TASK INPUT START

// SPDX-License-Identifier: Apache-2.0 OR MIT
// Copyright (c) 2025-2026 naskel.com

//! Runtime configuration: platform selection from the environment, and
//! (with `schema-loaders`) struct schemas from YAML documents.
//!
//! # Environment
//!
//! | Variable | Values |
//! |---|---|
//! | `CBINARY_ENDIAN` | `little`, `big`, `net` |
//! | `CBINARY_ARCH` | `x86`, `x86_64`, `arm64`, ... |
//! | `CBINARY_OS` | `linux`, `windows`, `macos`, ... |

#[cfg(feature = "schema-loaders")]
mod schema;

#[cfg(feature = "schema-loaders")]
pub use schema::{MemberDecl, PlatformDecl, SchemaDocument, SchemaRegistry, StructDecl};

use crate::ctypes::{Platform, TypeSystem};
use crate::error::Result;

pub const ENV_ENDIAN: &str = "CBINARY_ENDIAN";
pub const ENV_ARCH: &str = "CBINARY_ARCH";
pub const ENV_OS: &str = "CBINARY_OS";

/// Platform selection resolved from configuration sources.
#[derive(Debug, Clone, Copy, PartialEq, Eq, Default)]
pub struct PlatformConfig {
    pub platform: Platform,
}

impl PlatformConfig {
    /// Read `CBINARY_ENDIAN`, `CBINARY_ARCH` and `CBINARY_OS`.
    ///
    /// Unset variables keep the native default; set but unknown values fail
    /// with `UnknownPlatform`.
    pub fn from_env() -> Result<Self> {
        Self::from_lookup(|key| std::env::var(key).ok())
    }

    /// Same as [`from_env`](Self::from_env) over an arbitrary key lookup.
    pub fn from_lookup<F>(lookup: F) -> Result<Self>
    where
        F: Fn(&str) -> Option<String>,
    {
        let value = |key: &str| lookup(key).map(|v| v.trim().to_ascii_lowercase());
        let endian = value(ENV_ENDIAN);
        let arch = value(ENV_ARCH);
        let os = value(ENV_OS);
        let platform = Platform::parse(endian.as_deref(), arch.as_deref(), os.as_deref())?;
        log::debug!("[config] platform from environment: {}", platform);
        Ok(Self { platform })
    }

    pub fn type_system(&self) -> TypeSystem {
        TypeSystem::for_platform(self.platform)
    }
}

TASK INPUT END

§ **PROBLEM REQUIREMENTS**
Where a line above holds the string "with", copy that line.

§ **RESULT FOR THIS EXERCISE**
//! (with `schema-loaders`) struct schemas from YAML documents.
    /// with `UnknownPlatform`.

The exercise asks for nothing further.